The COVID-19 pandemic has posed significant challenges to perioperative management. Due to the associated risks of anesthesia complications and exposure for perioperative staff and patients, many elective surgeries have been postponed or canceled. Compared to adults, a higher proportion of pediatric patients infected with the novel coronavirus exhibit asymptomatic infections, and their infectivity is significantly lower than that of adult patients [1]. Omicron rapidly replaced Delta as the dominant variant worldwide since November/December 2021 [2]. Omicron has shown significantly reduced pathogenicity compared to previous strains [3], with 90% of infected children experiencing mild symptoms [4]. The main symptoms include upper respiratory tract infections, fever, sore throat, cough, and wheezing [5, 6]. 3–25% of pediatric patients may experience long-term symptoms after COVID-19, primarily characterized by fatigue, emotional disturbances, and sleep disorders [7]. Previous studies suggested that asymptomatic pediatric patients who have recovered from COVID-19 for 28 days have reduced risks of virus transmission and anesthesia-related complications [8], recommending that these patients undergo general anesthesia surgery four weeks after recovery [9]. However, due to the lower pathogenicity of Omicron, the anesthesia risks for children who have been infected with Omicron are also reduced.
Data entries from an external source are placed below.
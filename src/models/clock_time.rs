//! Minute-granularity clock times and inclusive time windows.

use std::fmt;
use std::str::FromStr;

use serde::{Deserialize, Deserializer, Serialize, Serializer, de};

/// Number of minutes in a calendar day.
pub const MINUTES_PER_DAY: u32 = 24 * 60;

/// A time of day with minute granularity (`00:00` through `23:59`).
///
/// Punches, nominal shift times and window bounds are all compared at this
/// granularity; seconds in the source data are discarded when parsed.
///
/// # Example
///
/// ```
/// use dtr_engine::models::ClockTime;
///
/// let t: ClockTime = "08:10".parse().unwrap();
/// assert_eq!(t.minutes(), 490);
/// assert_eq!(t.to_string(), "08:10");
/// ```
#[derive(Debug, Clone, Copy, PartialEq, Eq, PartialOrd, Ord, Hash)]
pub struct ClockTime(u16);

impl ClockTime {
    /// `00:00`.
    pub const MIDNIGHT: ClockTime = ClockTime(0);

    /// Builds a clock time from an hour and minute, rejecting out-of-range values.
    pub fn from_hm(hour: u32, minute: u32) -> Option<Self> {
        if hour < 24 && minute < 60 {
            Some(Self((hour * 60 + minute) as u16))
        } else {
            None
        }
    }

    /// Builds a clock time from minutes since midnight.
    pub fn from_minutes(minutes: u32) -> Option<Self> {
        (minutes < MINUTES_PER_DAY).then_some(Self(minutes as u16))
    }

    /// Minutes since midnight.
    pub fn minutes(self) -> u32 {
        u32::from(self.0)
    }

    /// The hour component.
    pub fn hour(self) -> u32 {
        self.minutes() / 60
    }

    /// The minute component.
    pub fn minute(self) -> u32 {
        self.minutes() % 60
    }

    /// Parses a bare `H:MM` / `HH:MM` / `HH:MM:SS` string.
    ///
    /// Anything after the minute digits that is not a seconds field is
    /// rejected. Use [`crate::calculation::parse_clock_time`] to pull the time
    /// out of a full timestamp.
    pub fn parse_hm(raw: &str) -> Option<Self> {
        let raw = raw.trim();
        let mut parts = raw.splitn(3, ':');
        let hour = parts.next()?;
        let minute = parts.next()?;
        if hour.is_empty() || hour.len() > 2 || !hour.bytes().all(|b| b.is_ascii_digit()) {
            return None;
        }
        if minute.len() != 2 || !minute.bytes().all(|b| b.is_ascii_digit()) {
            return None;
        }
        if let Some(seconds) = parts.next() {
            let digits = seconds.split('.').next().unwrap_or_default();
            if digits.len() != 2 || !digits.bytes().all(|b| b.is_ascii_digit()) {
                return None;
            }
        }
        Self::from_hm(hour.parse().ok()?, minute.parse().ok()?)
    }
}

impl fmt::Display for ClockTime {
    fn fmt(&self, f: &mut fmt::Formatter<'_>) -> fmt::Result {
        write!(f, "{:02}:{:02}", self.hour(), self.minute())
    }
}

/// Error returned when a string is not a valid `HH:MM` clock time.
#[derive(Debug, Clone, PartialEq, Eq)]
pub struct ParseClockTimeError(String);

impl fmt::Display for ParseClockTimeError {
    fn fmt(&self, f: &mut fmt::Formatter<'_>) -> fmt::Result {
        write!(f, "invalid clock time '{}', expected HH:MM", self.0)
    }
}

impl std::error::Error for ParseClockTimeError {}

impl FromStr for ClockTime {
    type Err = ParseClockTimeError;

    fn from_str(s: &str) -> Result<Self, Self::Err> {
        Self::parse_hm(s).ok_or_else(|| ParseClockTimeError(s.to_string()))
    }
}

impl Serialize for ClockTime {
    fn serialize<S: Serializer>(&self, serializer: S) -> Result<S::Ok, S::Error> {
        serializer.collect_str(self)
    }
}

impl<'de> Deserialize<'de> for ClockTime {
    fn deserialize<D: Deserializer<'de>>(deserializer: D) -> Result<Self, D::Error> {
        let raw = String::deserialize(deserializer)?;
        raw.parse().map_err(de::Error::custom)
    }
}

/// An inclusive clock-time interval.
///
/// A window whose start is after its end contains nothing.
#[derive(Debug, Clone, Copy, PartialEq, Eq, Serialize, Deserialize)]
pub struct TimeWindow {
    /// First accepted minute.
    pub start: ClockTime,
    /// Last accepted minute.
    pub end: ClockTime,
}

impl TimeWindow {
    /// Creates a window from its bounds as given.
    pub fn new(start: ClockTime, end: ClockTime) -> Self {
        Self { start, end }
    }

    /// Creates a window covering both points regardless of their order.
    pub fn spanning(a: ClockTime, b: ClockTime) -> Self {
        Self {
            start: a.min(b),
            end: a.max(b),
        }
    }

    /// Whether `time` lies inside the window, bounds included.
    pub fn contains(&self, time: ClockTime) -> bool {
        time >= self.start && time <= self.end
    }

    /// Whether the start is not after the end.
    pub fn is_ordered(&self) -> bool {
        self.start <= self.end
    }
}

impl fmt::Display for TimeWindow {
    fn fmt(&self, f: &mut fmt::Formatter<'_>) -> fmt::Result {
        write!(f, "{}-{}", self.start, self.end)
    }
}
Some studies suggest that pediatric patients who have been infected with Omicron can undergo surgery as early as 10 days after infection without an increased incidence of postoperative adverse reactions [10]. However, there is currently no definitive consensus on the timing of general anesthesia surgery for pediatric patients who have been infected with Omicron.

This study is an observational clinical study that analyzes data from pediatric patients who underwent general anesthesia with a laryngeal mask while retaining spontaneous respiration in our hospital from February 7, 2023, to May 20, 2023. The study aims to compare the impact of different timing of surgery after COVID-19 recovery on the incidence of perioperative complications in pediatric patients and explore the timing selection for surgery in pediatric patients after COVID-19 recovery.

Materials and methods

General information

This study is a single-center prospective cohort study approved by the Medical Ethics Committee of Tianjin Eye Hospital (KY-2,023,010). The inclusion criteria were as follows: (1) age ≤ 14 years old; (2) positive COVID-19 antigen test within 6 weeks before surgery; (3) undergoing general anesthesia with a laryngeal mask while retaining spontaneous respiration; (4) ASA classification I-II; (5) no fever or upper respiratory symptoms before surgery; (6) completion of a 7-day follow-up. The exclusion criteria were as follows: (1) severe congenital diseases or oropharyngeal deformities; (2) preoperative fingertip oxygen saturation < 95%; (3) intraoperative mechanical ventilation or endotracheal intubation; (4) incomplete follow-up.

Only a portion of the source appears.